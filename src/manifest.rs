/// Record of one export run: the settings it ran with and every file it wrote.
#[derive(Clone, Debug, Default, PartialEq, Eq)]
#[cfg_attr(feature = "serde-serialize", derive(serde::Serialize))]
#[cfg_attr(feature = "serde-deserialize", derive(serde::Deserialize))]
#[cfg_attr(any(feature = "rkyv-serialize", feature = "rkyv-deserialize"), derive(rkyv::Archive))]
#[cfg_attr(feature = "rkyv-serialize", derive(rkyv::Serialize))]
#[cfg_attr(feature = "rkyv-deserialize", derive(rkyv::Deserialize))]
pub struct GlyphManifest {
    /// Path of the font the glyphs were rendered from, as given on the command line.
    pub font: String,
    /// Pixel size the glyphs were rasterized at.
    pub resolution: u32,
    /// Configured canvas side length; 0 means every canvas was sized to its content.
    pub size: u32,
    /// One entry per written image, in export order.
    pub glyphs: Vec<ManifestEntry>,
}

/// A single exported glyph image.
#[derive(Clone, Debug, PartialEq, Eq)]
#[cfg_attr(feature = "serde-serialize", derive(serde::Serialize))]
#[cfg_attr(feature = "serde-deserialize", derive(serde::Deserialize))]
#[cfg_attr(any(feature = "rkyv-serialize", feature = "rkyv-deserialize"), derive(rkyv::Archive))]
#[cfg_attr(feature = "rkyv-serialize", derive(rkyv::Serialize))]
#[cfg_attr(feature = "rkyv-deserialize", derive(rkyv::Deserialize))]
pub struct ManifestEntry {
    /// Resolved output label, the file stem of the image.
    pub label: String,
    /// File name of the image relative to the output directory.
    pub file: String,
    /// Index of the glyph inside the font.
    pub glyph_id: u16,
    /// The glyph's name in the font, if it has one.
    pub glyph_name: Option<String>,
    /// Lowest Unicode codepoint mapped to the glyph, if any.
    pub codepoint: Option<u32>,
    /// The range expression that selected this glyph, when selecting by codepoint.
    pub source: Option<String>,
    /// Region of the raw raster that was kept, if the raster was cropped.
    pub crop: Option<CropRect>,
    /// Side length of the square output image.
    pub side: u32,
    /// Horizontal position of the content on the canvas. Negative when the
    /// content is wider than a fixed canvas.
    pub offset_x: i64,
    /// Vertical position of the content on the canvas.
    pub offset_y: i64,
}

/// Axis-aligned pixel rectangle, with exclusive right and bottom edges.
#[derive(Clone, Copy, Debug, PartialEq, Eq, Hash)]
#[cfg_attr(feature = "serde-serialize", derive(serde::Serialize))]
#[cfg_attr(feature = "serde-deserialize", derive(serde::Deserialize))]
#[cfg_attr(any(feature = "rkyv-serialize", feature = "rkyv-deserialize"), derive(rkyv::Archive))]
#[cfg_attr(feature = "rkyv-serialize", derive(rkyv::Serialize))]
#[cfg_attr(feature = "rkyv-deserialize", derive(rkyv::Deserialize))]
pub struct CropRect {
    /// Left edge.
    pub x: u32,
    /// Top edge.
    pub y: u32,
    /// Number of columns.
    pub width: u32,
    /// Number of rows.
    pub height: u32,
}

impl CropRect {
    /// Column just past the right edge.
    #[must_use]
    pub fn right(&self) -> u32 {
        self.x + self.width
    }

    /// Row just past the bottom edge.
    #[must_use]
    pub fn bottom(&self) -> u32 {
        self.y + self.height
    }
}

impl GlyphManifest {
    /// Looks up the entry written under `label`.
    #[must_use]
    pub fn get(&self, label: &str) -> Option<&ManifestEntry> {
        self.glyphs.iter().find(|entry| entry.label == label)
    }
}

---

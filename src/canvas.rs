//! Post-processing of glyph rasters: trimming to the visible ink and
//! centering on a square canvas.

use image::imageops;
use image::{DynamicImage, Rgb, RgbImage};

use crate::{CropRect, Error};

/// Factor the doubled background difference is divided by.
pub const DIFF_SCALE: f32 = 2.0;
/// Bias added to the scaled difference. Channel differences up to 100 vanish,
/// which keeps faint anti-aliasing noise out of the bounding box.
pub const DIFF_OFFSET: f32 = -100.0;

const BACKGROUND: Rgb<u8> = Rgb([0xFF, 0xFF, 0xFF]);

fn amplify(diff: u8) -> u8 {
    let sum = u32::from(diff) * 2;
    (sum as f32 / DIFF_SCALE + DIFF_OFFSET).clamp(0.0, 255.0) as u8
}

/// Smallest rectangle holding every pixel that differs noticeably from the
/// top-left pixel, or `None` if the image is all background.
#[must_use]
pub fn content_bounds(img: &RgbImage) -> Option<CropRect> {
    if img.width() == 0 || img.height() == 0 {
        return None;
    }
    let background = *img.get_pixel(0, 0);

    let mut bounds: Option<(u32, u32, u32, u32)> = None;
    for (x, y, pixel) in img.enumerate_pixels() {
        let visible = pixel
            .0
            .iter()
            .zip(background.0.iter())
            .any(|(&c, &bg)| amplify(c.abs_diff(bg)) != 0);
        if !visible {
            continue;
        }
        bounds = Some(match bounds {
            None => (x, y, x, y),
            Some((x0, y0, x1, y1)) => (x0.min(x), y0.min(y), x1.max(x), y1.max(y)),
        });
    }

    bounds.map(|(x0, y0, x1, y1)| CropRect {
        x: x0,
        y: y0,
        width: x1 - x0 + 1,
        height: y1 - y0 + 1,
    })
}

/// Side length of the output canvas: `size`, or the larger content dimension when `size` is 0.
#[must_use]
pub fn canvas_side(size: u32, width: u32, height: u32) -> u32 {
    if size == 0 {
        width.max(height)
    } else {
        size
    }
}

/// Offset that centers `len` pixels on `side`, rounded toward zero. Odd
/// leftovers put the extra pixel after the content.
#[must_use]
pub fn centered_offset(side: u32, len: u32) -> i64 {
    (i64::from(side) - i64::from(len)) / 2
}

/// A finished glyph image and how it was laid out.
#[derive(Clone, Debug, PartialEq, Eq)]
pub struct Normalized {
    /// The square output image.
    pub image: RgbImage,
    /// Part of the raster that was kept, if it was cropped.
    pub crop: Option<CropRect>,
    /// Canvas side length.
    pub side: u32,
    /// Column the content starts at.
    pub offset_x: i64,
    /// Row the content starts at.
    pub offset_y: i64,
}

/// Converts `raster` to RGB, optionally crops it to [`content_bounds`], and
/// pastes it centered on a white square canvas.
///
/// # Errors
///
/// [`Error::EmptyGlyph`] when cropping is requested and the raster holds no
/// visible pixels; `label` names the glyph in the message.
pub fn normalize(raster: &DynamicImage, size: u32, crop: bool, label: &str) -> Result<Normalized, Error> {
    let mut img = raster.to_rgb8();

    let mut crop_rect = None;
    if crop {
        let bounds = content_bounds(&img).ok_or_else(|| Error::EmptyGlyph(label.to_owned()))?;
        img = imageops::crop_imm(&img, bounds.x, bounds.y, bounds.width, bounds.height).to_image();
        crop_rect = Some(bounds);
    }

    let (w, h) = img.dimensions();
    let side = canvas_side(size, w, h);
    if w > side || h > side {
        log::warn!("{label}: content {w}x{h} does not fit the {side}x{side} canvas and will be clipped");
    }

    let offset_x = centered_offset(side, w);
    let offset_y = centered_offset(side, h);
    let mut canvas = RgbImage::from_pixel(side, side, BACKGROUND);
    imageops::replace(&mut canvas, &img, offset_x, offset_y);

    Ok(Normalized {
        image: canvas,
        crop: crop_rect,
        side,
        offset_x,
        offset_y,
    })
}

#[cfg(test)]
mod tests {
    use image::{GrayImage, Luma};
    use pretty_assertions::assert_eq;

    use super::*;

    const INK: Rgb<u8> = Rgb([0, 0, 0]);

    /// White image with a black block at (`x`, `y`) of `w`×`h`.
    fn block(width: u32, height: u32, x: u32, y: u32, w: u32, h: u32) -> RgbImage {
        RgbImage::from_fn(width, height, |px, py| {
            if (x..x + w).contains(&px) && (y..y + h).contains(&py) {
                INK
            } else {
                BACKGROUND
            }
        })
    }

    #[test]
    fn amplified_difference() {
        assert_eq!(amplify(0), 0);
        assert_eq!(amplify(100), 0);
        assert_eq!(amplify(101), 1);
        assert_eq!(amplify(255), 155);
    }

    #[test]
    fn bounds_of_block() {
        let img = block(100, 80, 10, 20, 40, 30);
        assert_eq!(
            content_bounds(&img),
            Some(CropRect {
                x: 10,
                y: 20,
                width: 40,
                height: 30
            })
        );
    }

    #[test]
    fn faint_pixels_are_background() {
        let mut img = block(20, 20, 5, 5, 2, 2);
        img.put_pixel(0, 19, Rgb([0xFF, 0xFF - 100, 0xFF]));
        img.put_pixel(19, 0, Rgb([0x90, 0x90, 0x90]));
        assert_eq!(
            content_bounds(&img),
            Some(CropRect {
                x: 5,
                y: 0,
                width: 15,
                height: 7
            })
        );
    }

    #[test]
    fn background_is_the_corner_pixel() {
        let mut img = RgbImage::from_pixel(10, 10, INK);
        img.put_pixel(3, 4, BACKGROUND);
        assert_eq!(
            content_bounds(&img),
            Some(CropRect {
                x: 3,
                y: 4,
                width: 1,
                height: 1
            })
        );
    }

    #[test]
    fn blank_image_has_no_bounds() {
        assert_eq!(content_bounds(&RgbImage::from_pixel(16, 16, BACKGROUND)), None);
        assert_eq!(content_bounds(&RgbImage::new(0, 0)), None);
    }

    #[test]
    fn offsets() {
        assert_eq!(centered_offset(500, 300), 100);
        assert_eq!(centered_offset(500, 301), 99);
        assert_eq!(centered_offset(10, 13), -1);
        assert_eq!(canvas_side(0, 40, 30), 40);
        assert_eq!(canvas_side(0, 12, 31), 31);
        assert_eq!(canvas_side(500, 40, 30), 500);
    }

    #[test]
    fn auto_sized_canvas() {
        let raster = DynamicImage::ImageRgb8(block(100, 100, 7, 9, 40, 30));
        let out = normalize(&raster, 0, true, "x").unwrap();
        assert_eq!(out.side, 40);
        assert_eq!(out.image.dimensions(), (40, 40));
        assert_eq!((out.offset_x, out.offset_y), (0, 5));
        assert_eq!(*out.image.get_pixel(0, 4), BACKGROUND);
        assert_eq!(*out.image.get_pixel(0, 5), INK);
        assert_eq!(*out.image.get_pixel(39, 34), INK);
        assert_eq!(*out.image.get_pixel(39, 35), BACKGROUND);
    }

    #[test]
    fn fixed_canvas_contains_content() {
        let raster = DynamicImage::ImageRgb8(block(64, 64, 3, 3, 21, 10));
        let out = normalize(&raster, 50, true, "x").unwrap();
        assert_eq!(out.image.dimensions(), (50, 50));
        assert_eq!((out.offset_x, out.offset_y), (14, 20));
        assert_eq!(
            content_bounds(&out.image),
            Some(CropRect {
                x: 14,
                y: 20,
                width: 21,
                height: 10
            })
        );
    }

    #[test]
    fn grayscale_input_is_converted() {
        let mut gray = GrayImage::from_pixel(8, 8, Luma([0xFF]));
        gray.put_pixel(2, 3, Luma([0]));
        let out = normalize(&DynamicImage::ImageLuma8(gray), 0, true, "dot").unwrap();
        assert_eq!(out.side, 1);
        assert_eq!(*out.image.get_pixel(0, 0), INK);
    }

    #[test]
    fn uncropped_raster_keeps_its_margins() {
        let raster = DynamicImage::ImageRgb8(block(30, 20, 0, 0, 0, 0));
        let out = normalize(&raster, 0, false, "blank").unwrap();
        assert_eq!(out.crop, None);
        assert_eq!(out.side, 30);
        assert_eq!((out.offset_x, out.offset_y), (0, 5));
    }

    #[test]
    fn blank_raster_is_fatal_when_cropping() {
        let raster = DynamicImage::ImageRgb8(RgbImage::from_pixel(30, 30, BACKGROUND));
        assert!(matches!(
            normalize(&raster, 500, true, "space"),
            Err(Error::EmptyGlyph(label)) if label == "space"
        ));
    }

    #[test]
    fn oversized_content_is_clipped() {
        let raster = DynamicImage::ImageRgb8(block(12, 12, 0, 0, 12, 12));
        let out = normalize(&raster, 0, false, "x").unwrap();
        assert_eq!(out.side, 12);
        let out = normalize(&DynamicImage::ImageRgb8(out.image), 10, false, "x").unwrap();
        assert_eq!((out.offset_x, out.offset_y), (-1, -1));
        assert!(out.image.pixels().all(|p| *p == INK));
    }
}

- _Your assignment_: The required answer is the exact run of lines above starting at the line with "filename src/manifest.rs" and ending at the line with "exported glyph image.", with both ends present.

- _Exercise result_:
filename src/manifest.rs
/// Record of one export run: the settings it ran with and every file it wrote.
#[derive(Clone, Debug, Default, PartialEq, Eq)]
#[cfg_attr(feature = "serde-serialize", derive(serde::Serialize))]
#[cfg_attr(feature = "serde-deserialize", derive(serde::Deserialize))]
#[cfg_attr(any(feature = "rkyv-serialize", feature = "rkyv-deserialize"), derive(rkyv::Archive))]
#[cfg_attr(feature = "rkyv-serialize", derive(rkyv::Serialize))]
#[cfg_attr(feature = "rkyv-deserialize", derive(rkyv::Deserialize))]
pub struct GlyphManifest {
    /// Path of the font the glyphs were rendered from, as given on the command line.
    pub font: String,
    /// Pixel size the glyphs were rasterized at.
    pub resolution: u32,
    /// Configured canvas side length; 0 means every canvas was sized to its content.
    pub size: u32,
    /// One entry per written image, in export order.
    pub glyphs: Vec<ManifestEntry>,
}

/// A single exported glyph image.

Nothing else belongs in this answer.